→ **EXERCISE DATA**

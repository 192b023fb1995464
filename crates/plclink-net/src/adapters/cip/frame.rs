//! ---
//! ems_section: "05-networking-external-interfaces"
//! ems_subsection: "module"
//! ems_type: "source"
//! ems_scope: "code"
//! ems_description: "EtherNet/IP encapsulation and CIP message framing."
//! ems_version: "v0.0.0-prealpha"
//! ems_owner: "tbd"
//! ---
//! All multi-byte fields are little-endian. Requests are built into owned
//! buffers; replies are parsed from complete frames.
use bytes::{Buf, BufMut, Bytes, BytesMut};
use plclink_core::{WireType, WireValue};
use thiserror::Error;

pub const REGISTER_SESSION: u16 = 0x0065;
pub const UNREGISTER_SESSION: u16 = 0x0066;
pub const SEND_RR_DATA: u16 = 0x006F;

pub const HEADER_LEN: usize = 24;

const PROTOCOL_VERSION: u16 = 1;
const NULL_ADDRESS_ITEM: u16 = 0x0000;
const UNCONNECTED_DATA_ITEM: u16 = 0x00B2;

const SERVICE_READ_TAG: u8 = 0x4C;
const SERVICE_WRITE_TAG: u8 = 0x4D;
const SERVICE_READ_MODIFY_WRITE: u8 = 0x4E;
const SERVICE_UNCONNECTED_SEND: u8 = 0x52;
const REPLY_FLAG: u8 = 0x80;

/// Connection manager object, class 0x06 instance 1.
const CONNECTION_MANAGER_PATH: [u8; 4] = [0x20, 0x06, 0x24, 0x01];
const BACKPLANE_PORT: u8 = 0x01;
const PRIORITY_TIME_TICK: u8 = 0x0A;
const TIMEOUT_TICKS: u8 = 0x0E;

pub const TYPE_BOOL: u16 = 0x00C1;
pub const TYPE_SINT: u16 = 0x00C2;
pub const TYPE_INT: u16 = 0x00C3;
pub const TYPE_DINT: u16 = 0x00C4;
pub const TYPE_REAL: u16 = 0x00CA;

#[derive(Debug, Clone, PartialEq, Eq, Error)]
pub enum FrameError {
    #[error("frame truncated: needed {needed} bytes, had {available}")]
    Truncated { needed: usize, available: usize },
    #[error("unexpected encapsulation command 0x{0:04X}")]
    UnexpectedCommand(u16),
    #[error("encapsulation status 0x{0:08X}")]
    EncapsulationStatus(u32),
    #[error("CIP status {}", describe_status(.general, .extended))]
    CipStatus { general: u8, extended: Vec<u16> },
    #[error("unsupported CIP data type 0x{0:04X}")]
    UnsupportedType(u16),
    #[error("malformed reply: {0}")]
    Malformed(String),
}

fn describe_status(general: &u8, extended: &[u16]) -> String {
    let mut text = format!("0x{general:02X} ({})", status_text(*general));
    if !extended.is_empty() {
        let codes: Vec<String> = extended.iter().map(|code| format!("0x{code:04X}")).collect();
        text.push_str(&format!(", extended {}", codes.join(" ")));
    }
    text
}

/// Short description of a CIP general status code.
pub fn status_text(code: u8) -> &'static str {
    match code {
        0x00 => "success",
        0x01 => "connection failure",
        0x04 => "path segment error",
        0x05 => "path destination unknown",
        0x06 => "partial transfer",
        0x08 => "service not supported",
        0x0F => "privilege violation",
        0x10 => "device state conflict",
        0x13 => "not enough data",
        0x15 => "too much data",
        0x1E => "embedded service error",
        0x26 => "invalid path size",
        0xFF => "general error",
        _ => "unrecognised status",
    }
}

fn ensure(buf: &[u8], needed: usize) -> Result<(), FrameError> {
    if buf.len() < needed {
        return Err(FrameError::Truncated {
            needed,
            available: buf.len(),
        });
    }
    Ok(())
}

/// Fixed 24-byte encapsulation header.
#[derive(Debug, Clone, Copy, PartialEq, Eq)]
pub struct EncapHeader {
    pub command: u16,
    pub length: u16,
    pub session: u32,
    pub status: u32,
    pub context: [u8; 8],
    pub options: u32,
}

impl EncapHeader {
    pub fn new(command: u16, session: u32, length: usize) -> Self {
        Self {
            command,
            length: length as u16,
            session,
            status: 0,
            context: *b"plclink\0",
            options: 0,
        }
    }

    pub fn encode(&self, buf: &mut BytesMut) {
        buf.put_u16_le(self.command);
        buf.put_u16_le(self.length);
        buf.put_u32_le(self.session);
        buf.put_u32_le(self.status);
        buf.put_slice(&self.context);
        buf.put_u32_le(self.options);
    }

    pub fn decode(mut buf: &[u8]) -> Result<Self, FrameError> {
        ensure(buf, HEADER_LEN)?;
        let command = buf.get_u16_le();
        let length = buf.get_u16_le();
        let session = buf.get_u32_le();
        let status = buf.get_u32_le();
        let mut context = [0u8; 8];
        buf.copy_to_slice(&mut context);
        let options = buf.get_u32_le();
        Ok(Self {
            command,
            length,
            session,
            status,
            context,
            options,
        })
    }
}

fn frame(command: u16, session: u32, payload: &[u8]) -> Bytes {
    let mut buf = BytesMut::with_capacity(HEADER_LEN + payload.len());
    EncapHeader::new(command, session, payload.len()).encode(&mut buf);
    buf.put_slice(payload);
    buf.freeze()
}

pub fn register_session() -> Bytes {
    let mut payload = BytesMut::with_capacity(4);
    payload.put_u16_le(PROTOCOL_VERSION);
    payload.put_u16_le(0);
    frame(REGISTER_SESSION, 0, &payload)
}

pub fn unregister_session(session: u32) -> Bytes {
    frame(UNREGISTER_SESSION, session, &[])
}

/// Wrap a CIP message in SendRRData with a null address item.
pub fn send_rr_data(session: u32, cip: &[u8]) -> Bytes {
    let mut payload = BytesMut::with_capacity(16 + cip.len());
    payload.put_u32_le(0); // interface handle
    payload.put_u16_le(0); // timeout, governed by the unconnected send
    payload.put_u16_le(2);
    payload.put_u16_le(NULL_ADDRESS_ITEM);
    payload.put_u16_le(0);
    payload.put_u16_le(UNCONNECTED_DATA_ITEM);
    payload.put_u16_le(cip.len() as u16);
    payload.put_slice(cip);
    frame(SEND_RR_DATA, session, &payload)
}

/// Check the header of a reply and return its session handle.
pub fn check_header(header: &EncapHeader, expected: u16) -> Result<u32, FrameError> {
    if header.command != expected {
        return Err(FrameError::UnexpectedCommand(header.command));
    }
    if header.status != 0 {
        return Err(FrameError::EncapsulationStatus(header.status));
    }
    Ok(header.session)
}

/// Extract the CIP reply from a SendRRData payload (the bytes after the header).
pub fn parse_send_rr_data(mut payload: &[u8]) -> Result<Bytes, FrameError> {
    ensure(payload, 8)?;
    payload.advance(6);
    let items = payload.get_u16_le();
    for _ in 0..items {
        ensure(payload, 4)?;
        let kind = payload.get_u16_le();
        let length = payload.get_u16_le() as usize;
        ensure(payload, length)?;
        if kind == UNCONNECTED_DATA_ITEM {
            return Ok(Bytes::copy_from_slice(&payload[..length]));
        }
        payload.advance(length);
    }
    Err(FrameError::Malformed("no unconnected data item".into()))
}

/// Route `embedded` through the connection manager to the CPU in `slot`.
pub fn unconnected_send(slot: u8, embedded: &[u8]) -> Bytes {
    let mut buf = BytesMut::with_capacity(16 + embedded.len());
    buf.put_u8(SERVICE_UNCONNECTED_SEND);
    buf.put_u8((CONNECTION_MANAGER_PATH.len() / 2) as u8);
    buf.put_slice(&CONNECTION_MANAGER_PATH);
    buf.put_u8(PRIORITY_TIME_TICK);
    buf.put_u8(TIMEOUT_TICKS);
    buf.put_u16_le(embedded.len() as u16);
    buf.put_slice(embedded);
    if embedded.len() % 2 == 1 {
        buf.put_u8(0);
    }
    buf.put_u8(1); // route path size in words
    buf.put_u8(0);
    buf.put_u8(BACKPLANE_PORT);
    buf.put_u8(slot);
    buf.freeze()
}

fn request(service: u8, path: &[u8]) -> BytesMut {
    let mut buf = BytesMut::with_capacity(2 + path.len() + 16);
    buf.put_u8(service);
    buf.put_u8((path.len() / 2) as u8);
    buf.put_slice(path);
    buf
}

pub fn read_tag(path: &[u8]) -> Bytes {
    let mut buf = request(SERVICE_READ_TAG, path);
    buf.put_u16_le(1);
    buf.freeze()
}

pub fn write_tag(path: &[u8], value: WireValue) -> Bytes {
    let mut buf = request(SERVICE_WRITE_TAG, path);
    buf.put_u16_le(type_code(value.wire_type()));
    buf.put_u16_le(1);
    match value {
        WireValue::Bool(b) => buf.put_u8(if b { 0xFF } else { 0x00 }),
        WireValue::Sint(v) => buf.put_i8(v),
        WireValue::Dint(v) => buf.put_i32_le(v),
        WireValue::Real(v) => buf.put_f32_le(v),
    }
    buf.freeze()
}

/// Set or clear one bit of a `width`-bit integer word without disturbing its
/// neighbours. The masks are sized to the word: 1, 2 or 4 bytes.
pub fn set_bit(path: &[u8], width: u8, bit: u8, value: bool) -> Bytes {
    let size = usize::from(width / 8);
    let word = if width >= 32 { u32::MAX } else { (1u32 << width) - 1 };
    let mask = 1u32 << bit;
    let (or_mask, and_mask) = if value { (mask, word) } else { (0, word & !mask) };
    let mut buf = request(SERVICE_READ_MODIFY_WRITE, path);
    buf.put_u16_le(size as u16);
    buf.put_slice(&or_mask.to_le_bytes()[..size]);
    buf.put_slice(&and_mask.to_le_bytes()[..size]);
    buf.freeze()
}

/// Bit width of an integer word type, `None` for anything that cannot carry
/// a bit selector.
pub fn word_width(code: u16) -> Option<u8> {
    match code {
        TYPE_SINT => Some(8),
        TYPE_INT => Some(16),
        TYPE_DINT => Some(32),
        _ => None,
    }
}

pub fn type_code(wire_type: WireType) -> u16 {
    match wire_type {
        WireType::Bool => TYPE_BOOL,
        WireType::Sint => TYPE_SINT,
        WireType::Dint => TYPE_DINT,
        WireType::Real => TYPE_REAL,
    }
}

/// Parsed CIP message router reply.
#[derive(Debug, Clone, PartialEq, Eq)]
pub struct CipReply {
    pub service: u8,
    pub general_status: u8,
    pub extended_status: Vec<u16>,
    pub data: Bytes,
}

impl CipReply {
    pub fn parse(mut buf: &[u8]) -> Result<Self, FrameError> {
        ensure(buf, 4)?;
        let service = buf.get_u8();
        if service & REPLY_FLAG == 0 {
            return Err(FrameError::Malformed(format!(
                "service 0x{service:02X} is not a reply"
            )));
        }
        buf.advance(1);
        let general_status = buf.get_u8();
        let words = buf.get_u8() as usize;
        ensure(buf, words * 2)?;
        let extended_status = (0..words).map(|_| buf.get_u16_le()).collect();
        Ok(Self {
            service,
            general_status,
            extended_status,
            data: Bytes::copy_from_slice(buf),
        })
    }

    /// Fail unless the reply answers `request_service` with success.
    pub fn into_success(self, request_service: u8) -> Result<Bytes, FrameError> {
        if self.general_status != 0 {
            return Err(FrameError::CipStatus {
                general: self.general_status,
                extended: self.extended_status,
            });
        }
        if self.service != request_service | REPLY_FLAG {
            return Err(FrameError::Malformed(format!(
                "reply service 0x{:02X} does not answer 0x{request_service:02X}",
                self.service
            )));
        }
        Ok(self.data)
    }
}

pub fn service_of(embedded: &[u8]) -> u8 {
    embedded.first().copied().unwrap_or_default()
}

/// Read Tag reply data: the controller's type code and the decoded value.
#[derive(Debug, Clone, Copy, PartialEq)]
pub struct ReadData {
    pub code: u16,
    pub value: WireValue,
}

impl ReadData {
    /// Raw bits of an integer word, zero-extended from its own width.
    pub fn word_bits(&self) -> Option<u32> {
        match (self.code, self.value) {
            (TYPE_SINT, WireValue::Sint(v)) => Some(u32::from(v as u8)),
            (TYPE_INT, WireValue::Dint(v)) => Some(u32::from(v as u16)),
            (TYPE_DINT, WireValue::Dint(v)) => Some(v as u32),
            _ => None,
        }
    }
}

/// Decode Read Tag reply data. INT is widened to a DINT value; the type code
/// keeps the original width.
pub fn decode_read_data(mut data: &[u8]) -> Result<ReadData, FrameError> {
    ensure(data, 2)?;
    let code = data.get_u16_le();
    let value = match code {
        TYPE_BOOL => {
            ensure(data, 1)?;
            WireValue::Bool(data.get_u8() != 0)
        }
        TYPE_SINT => {
            ensure(data, 1)?;
            WireValue::Sint(data.get_i8())
        }
        TYPE_INT => {
            ensure(data, 2)?;
            WireValue::Dint(i32::from(data.get_i16_le()))
        }
        TYPE_DINT => {
            ensure(data, 4)?;
            WireValue::Dint(data.get_i32_le())
        }
        TYPE_REAL => {
            ensure(data, 4)?;
            WireValue::Real(data.get_f32_le())
        }
        other => return Err(FrameError::UnsupportedType(other)),
    };
    Ok(ReadData { code, value })
}
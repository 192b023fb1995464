//! ---
//! ems_section: "01-core-functionality"
//! ems_subsection: "module"
//! ems_type: "source"
//! ems_scope: "code"
//! ems_description: "Shared primitives and utilities for the tag service."
//! ems_version: "v0.0.0-prealpha"
//! ems_owner: "tbd"
//! ---
//! Shared primitives for the PLClink workspace.
//! This crate exposes configuration loading and logging setup consumed by
//! the core tag layer, the network adapters and the daemon.

pub mod config;
pub mod logging;

pub use config::{
    ApiConfig, AppConfig, BatchConfig, BatchMode, BridgeChannel, BridgeConfig, ControllerConfig,
    LoadedAppConfig, LoggingConfig, MetricsConfig, MonitorConfig, SequenceConfig, StringLayout,
    TagConfig, TagKind, TransportKind,
};
pub use logging::{init_tracing, LogFormat};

→ **WHAT YOU NEED TO DO**
State how many lines of the listing above hold the word "match", with nothing but the number.

→ **WRITTEN ANSWER**
6